Top of INPUT DATA

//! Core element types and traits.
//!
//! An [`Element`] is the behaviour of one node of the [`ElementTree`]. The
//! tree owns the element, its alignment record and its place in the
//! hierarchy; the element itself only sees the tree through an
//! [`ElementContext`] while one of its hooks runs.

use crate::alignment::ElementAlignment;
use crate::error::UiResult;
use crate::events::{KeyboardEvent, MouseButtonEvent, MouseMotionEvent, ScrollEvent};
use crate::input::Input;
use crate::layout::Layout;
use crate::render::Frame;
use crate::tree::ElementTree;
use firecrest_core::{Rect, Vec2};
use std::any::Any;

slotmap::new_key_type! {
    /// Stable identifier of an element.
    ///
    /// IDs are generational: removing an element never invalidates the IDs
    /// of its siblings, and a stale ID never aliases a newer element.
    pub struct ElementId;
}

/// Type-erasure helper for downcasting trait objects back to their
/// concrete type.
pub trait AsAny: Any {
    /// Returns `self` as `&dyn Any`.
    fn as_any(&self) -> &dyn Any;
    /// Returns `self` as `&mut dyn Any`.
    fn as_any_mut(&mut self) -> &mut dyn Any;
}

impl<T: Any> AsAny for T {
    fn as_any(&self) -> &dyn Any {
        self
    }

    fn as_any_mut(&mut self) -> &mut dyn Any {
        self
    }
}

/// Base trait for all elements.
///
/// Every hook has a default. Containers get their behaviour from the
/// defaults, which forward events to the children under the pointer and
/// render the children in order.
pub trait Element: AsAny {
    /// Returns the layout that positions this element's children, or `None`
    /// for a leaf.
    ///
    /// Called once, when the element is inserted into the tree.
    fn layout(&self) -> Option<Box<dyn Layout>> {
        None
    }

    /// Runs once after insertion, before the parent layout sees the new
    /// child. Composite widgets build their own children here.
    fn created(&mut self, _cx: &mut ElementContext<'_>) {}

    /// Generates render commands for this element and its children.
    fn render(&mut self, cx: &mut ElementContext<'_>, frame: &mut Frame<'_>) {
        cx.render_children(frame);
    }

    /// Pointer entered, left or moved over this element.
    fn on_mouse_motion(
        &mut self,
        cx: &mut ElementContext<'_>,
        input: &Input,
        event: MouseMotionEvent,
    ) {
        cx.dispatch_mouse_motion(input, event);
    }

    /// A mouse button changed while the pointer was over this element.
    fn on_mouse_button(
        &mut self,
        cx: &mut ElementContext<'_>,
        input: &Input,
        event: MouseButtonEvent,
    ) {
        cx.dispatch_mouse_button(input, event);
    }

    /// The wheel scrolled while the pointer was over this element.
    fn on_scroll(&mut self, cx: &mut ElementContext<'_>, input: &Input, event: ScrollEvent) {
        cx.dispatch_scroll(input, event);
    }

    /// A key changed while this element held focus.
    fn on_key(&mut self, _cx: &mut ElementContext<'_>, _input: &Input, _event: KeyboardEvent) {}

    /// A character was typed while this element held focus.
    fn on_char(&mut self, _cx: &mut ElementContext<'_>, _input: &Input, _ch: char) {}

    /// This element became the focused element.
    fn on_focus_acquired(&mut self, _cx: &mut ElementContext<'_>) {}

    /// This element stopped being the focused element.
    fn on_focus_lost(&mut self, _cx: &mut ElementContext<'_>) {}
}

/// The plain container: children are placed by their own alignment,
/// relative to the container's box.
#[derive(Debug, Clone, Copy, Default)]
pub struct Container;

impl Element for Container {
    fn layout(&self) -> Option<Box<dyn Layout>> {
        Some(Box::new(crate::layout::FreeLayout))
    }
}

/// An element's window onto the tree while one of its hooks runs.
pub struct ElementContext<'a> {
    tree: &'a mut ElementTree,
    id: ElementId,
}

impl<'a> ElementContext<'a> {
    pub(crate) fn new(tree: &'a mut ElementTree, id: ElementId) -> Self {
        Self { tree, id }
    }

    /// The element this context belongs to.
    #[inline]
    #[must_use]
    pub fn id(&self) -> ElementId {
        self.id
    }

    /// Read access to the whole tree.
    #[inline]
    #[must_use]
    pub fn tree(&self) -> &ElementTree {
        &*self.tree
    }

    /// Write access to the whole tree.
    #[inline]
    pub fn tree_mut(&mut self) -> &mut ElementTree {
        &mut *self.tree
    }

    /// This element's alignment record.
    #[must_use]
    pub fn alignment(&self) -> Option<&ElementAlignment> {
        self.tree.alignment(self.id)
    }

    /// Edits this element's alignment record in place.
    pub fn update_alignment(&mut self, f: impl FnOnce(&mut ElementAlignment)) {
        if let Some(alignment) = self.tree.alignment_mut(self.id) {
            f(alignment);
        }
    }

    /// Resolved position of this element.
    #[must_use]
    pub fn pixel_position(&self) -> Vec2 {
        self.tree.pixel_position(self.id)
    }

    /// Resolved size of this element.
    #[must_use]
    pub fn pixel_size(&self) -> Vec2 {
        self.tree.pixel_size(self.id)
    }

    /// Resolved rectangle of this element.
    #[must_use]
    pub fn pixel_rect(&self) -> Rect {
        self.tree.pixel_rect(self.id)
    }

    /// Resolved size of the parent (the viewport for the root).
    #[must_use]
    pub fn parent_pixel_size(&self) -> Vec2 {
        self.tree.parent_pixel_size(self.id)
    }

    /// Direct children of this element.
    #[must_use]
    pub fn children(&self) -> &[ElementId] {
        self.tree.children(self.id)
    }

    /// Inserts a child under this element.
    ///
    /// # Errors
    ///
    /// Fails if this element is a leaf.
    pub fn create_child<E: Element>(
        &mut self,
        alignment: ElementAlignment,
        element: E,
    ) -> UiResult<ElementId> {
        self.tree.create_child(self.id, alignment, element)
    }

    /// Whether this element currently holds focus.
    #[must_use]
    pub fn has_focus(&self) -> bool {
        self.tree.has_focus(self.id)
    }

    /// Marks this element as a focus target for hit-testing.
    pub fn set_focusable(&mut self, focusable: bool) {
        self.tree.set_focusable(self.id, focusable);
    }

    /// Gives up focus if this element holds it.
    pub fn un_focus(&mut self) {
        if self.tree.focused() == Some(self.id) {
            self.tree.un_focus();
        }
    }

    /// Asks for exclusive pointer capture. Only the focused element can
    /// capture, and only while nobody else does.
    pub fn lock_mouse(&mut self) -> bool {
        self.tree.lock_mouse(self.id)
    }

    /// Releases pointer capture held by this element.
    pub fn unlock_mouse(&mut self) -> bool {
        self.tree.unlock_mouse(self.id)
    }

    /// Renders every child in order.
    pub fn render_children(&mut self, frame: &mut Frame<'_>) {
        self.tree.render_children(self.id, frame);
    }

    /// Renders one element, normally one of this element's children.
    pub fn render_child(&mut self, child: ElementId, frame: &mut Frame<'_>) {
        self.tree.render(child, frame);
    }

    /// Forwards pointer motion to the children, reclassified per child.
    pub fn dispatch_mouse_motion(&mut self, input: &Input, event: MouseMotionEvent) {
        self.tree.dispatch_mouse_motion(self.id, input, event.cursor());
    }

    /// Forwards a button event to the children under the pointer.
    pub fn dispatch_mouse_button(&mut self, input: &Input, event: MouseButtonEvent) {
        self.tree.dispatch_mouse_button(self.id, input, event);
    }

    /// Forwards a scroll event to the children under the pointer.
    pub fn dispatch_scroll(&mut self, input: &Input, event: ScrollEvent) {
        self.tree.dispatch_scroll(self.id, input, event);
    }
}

Bottom of INPUT DATA

YOUR GOAL » Top to bottom, set down the entries above word for word.

SOLUTION FOR THIS PROBLEM »
//! Core element types and traits.
//!
//! An [`Element`] is the behaviour of one node of the [`ElementTree`]. The
//! tree owns the element, its alignment record and its place in the
//! hierarchy; the element itself only sees the tree through an
//! [`ElementContext`] while one of its hooks runs.

use crate::alignment::ElementAlignment;
use crate::error::UiResult;
use crate::events::{KeyboardEvent, MouseButtonEvent, MouseMotionEvent, ScrollEvent};
use crate::input::Input;
use crate::layout::Layout;
use crate::render::Frame;
use crate::tree::ElementTree;
use firecrest_core::{Rect, Vec2};
use std::any::Any;

slotmap::new_key_type! {
    /// Stable identifier of an element.
    ///
    /// IDs are generational: removing an element never invalidates the IDs
    /// of its siblings, and a stale ID never aliases a newer element.
    pub struct ElementId;
}

/// Type-erasure helper for downcasting trait objects back to their
/// concrete type.
pub trait AsAny: Any {
    /// Returns `self` as `&dyn Any`.
    fn as_any(&self) -> &dyn Any;
    /// Returns `self` as `&mut dyn Any`.
    fn as_any_mut(&mut self) -> &mut dyn Any;
}

impl<T: Any> AsAny for T {
    fn as_any(&self) -> &dyn Any {
        self
    }

    fn as_any_mut(&mut self) -> &mut dyn Any {
        self
    }
}

/// Base trait for all elements.
///
/// Every hook has a default. Containers get their behaviour from the
/// defaults, which forward events to the children under the pointer and
/// render the children in order.
pub trait Element: AsAny {
    /// Returns the layout that positions this element's children, or `None`
    /// for a leaf.
    ///
    /// Called once, when the element is inserted into the tree.
    fn layout(&self) -> Option<Box<dyn Layout>> {
        None
    }

    /// Runs once after insertion, before the parent layout sees the new
    /// child. Composite widgets build their own children here.
    fn created(&mut self, _cx: &mut ElementContext<'_>) {}

    /// Generates render commands for this element and its children.
    fn render(&mut self, cx: &mut ElementContext<'_>, frame: &mut Frame<'_>) {
        cx.render_children(frame);
    }

    /// Pointer entered, left or moved over this element.
    fn on_mouse_motion(
        &mut self,
        cx: &mut ElementContext<'_>,
        input: &Input,
        event: MouseMotionEvent,
    ) {
        cx.dispatch_mouse_motion(input, event);
    }

    /// A mouse button changed while the pointer was over this element.
    fn on_mouse_button(
        &mut self,
        cx: &mut ElementContext<'_>,
        input: &Input,
        event: MouseButtonEvent,
    ) {
        cx.dispatch_mouse_button(input, event);
    }

    /// The wheel scrolled while the pointer was over this element.
    fn on_scroll(&mut self, cx: &mut ElementContext<'_>, input: &Input, event: ScrollEvent) {
        cx.dispatch_scroll(input, event);
    }

    /// A key changed while this element held focus.
    fn on_key(&mut self, _cx: &mut ElementContext<'_>, _input: &Input, _event: KeyboardEvent) {}

    /// A character was typed while this element held focus.
    fn on_char(&mut self, _cx: &mut ElementContext<'_>, _input: &Input, _ch: char) {}

    /// This element became the focused element.
    fn on_focus_acquired(&mut self, _cx: &mut ElementContext<'_>) {}

    /// This element stopped being the focused element.
    fn on_focus_lost(&mut self, _cx: &mut ElementContext<'_>) {}
}

/// The plain container: children are placed by their own alignment,
/// relative to the container's box.
#[derive(Debug, Clone, Copy, Default)]
pub struct Container;

impl Element for Container {
    fn layout(&self) -> Option<Box<dyn Layout>> {
        Some(Box::new(crate::layout::FreeLayout))
    }
}

/// An element's window onto the tree while one of its hooks runs.
pub struct ElementContext<'a> {
    tree: &'a mut ElementTree,
    id: ElementId,
}

impl<'a> ElementContext<'a> {
    pub(crate) fn new(tree: &'a mut ElementTree, id: ElementId) -> Self {
        Self { tree, id }
    }

    /// The element this context belongs to.
    #[inline]
    #[must_use]
    pub fn id(&self) -> ElementId {
        self.id
    }

    /// Read access to the whole tree.
    #[inline]
    #[must_use]
    pub fn tree(&self) -> &ElementTree {
        &*self.tree
    }

    /// Write access to the whole tree.
    #[inline]
    pub fn tree_mut(&mut self) -> &mut ElementTree {
        &mut *self.tree
    }

    /// This element's alignment record.
    #[must_use]
    pub fn alignment(&self) -> Option<&ElementAlignment> {
        self.tree.alignment(self.id)
    }

    /// Edits this element's alignment record in place.
    pub fn update_alignment(&mut self, f: impl FnOnce(&mut ElementAlignment)) {
        if let Some(alignment) = self.tree.alignment_mut(self.id) {
            f(alignment);
        }
    }

    /// Resolved position of this element.
    #[must_use]
    pub fn pixel_position(&self) -> Vec2 {
        self.tree.pixel_position(self.id)
    }

    /// Resolved size of this element.
    #[must_use]
    pub fn pixel_size(&self) -> Vec2 {
        self.tree.pixel_size(self.id)
    }

    /// Resolved rectangle of this element.
    #[must_use]
    pub fn pixel_rect(&self) -> Rect {
        self.tree.pixel_rect(self.id)
    }

    /// Resolved size of the parent (the viewport for the root).
    #[must_use]
    pub fn parent_pixel_size(&self) -> Vec2 {
        self.tree.parent_pixel_size(self.id)
    }

    /// Direct children of this element.
    #[must_use]
    pub fn children(&self) -> &[ElementId] {
        self.tree.children(self.id)
    }

    /// Inserts a child under this element.
    ///
    /// # Errors
    ///
    /// Fails if this element is a leaf.
    pub fn create_child<E: Element>(
        &mut self,
        alignment: ElementAlignment,
        element: E,
    ) -> UiResult<ElementId> {
        self.tree.create_child(self.id, alignment, element)
    }

    /// Whether this element currently holds focus.
    #[must_use]
    pub fn has_focus(&self) -> bool {
        self.tree.has_focus(self.id)
    }

    /// Marks this element as a focus target for hit-testing.
    pub fn set_focusable(&mut self, focusable: bool) {
        self.tree.set_focusable(self.id, focusable);
    }

    /// Gives up focus if this element holds it.
    pub fn un_focus(&mut self) {
        if self.tree.focused() == Some(self.id) {
            self.tree.un_focus();
        }
    }

    /// Asks for exclusive pointer capture. Only the focused element can
    /// capture, and only while nobody else does.
    pub fn lock_mouse(&mut self) -> bool {
        self.tree.lock_mouse(self.id)
    }

    /// Releases pointer capture held by this element.
    pub fn unlock_mouse(&mut self) -> bool {
        self.tree.unlock_mouse(self.id)
    }

    /// Renders every child in order.
    pub fn render_children(&mut self, frame: &mut Frame<'_>) {
        self.tree.render_children(self.id, frame);
    }

    /// Renders one element, normally one of this element's children.
    pub fn render_child(&mut self, child: ElementId, frame: &mut Frame<'_>) {
        self.tree.render(child, frame);
    }

    /// Forwards pointer motion to the children, reclassified per child.
    pub fn dispatch_mouse_motion(&mut self, input: &Input, event: MouseMotionEvent) {
        self.tree.dispatch_mouse_motion(self.id, input, event.cursor());
    }

    /// Forwards a button event to the children under the pointer.
    pub fn dispatch_mouse_button(&mut self, input: &Input, event: MouseButtonEvent) {
        self.tree.dispatch_mouse_button(self.id, input, event);
    }

    /// Forwards a scroll event to the children under the pointer.
    pub fn dispatch_scroll(&mut self, input: &Input, event: ScrollEvent) {
        self.tree.dispatch_scroll(self.id, input, event);
    }
}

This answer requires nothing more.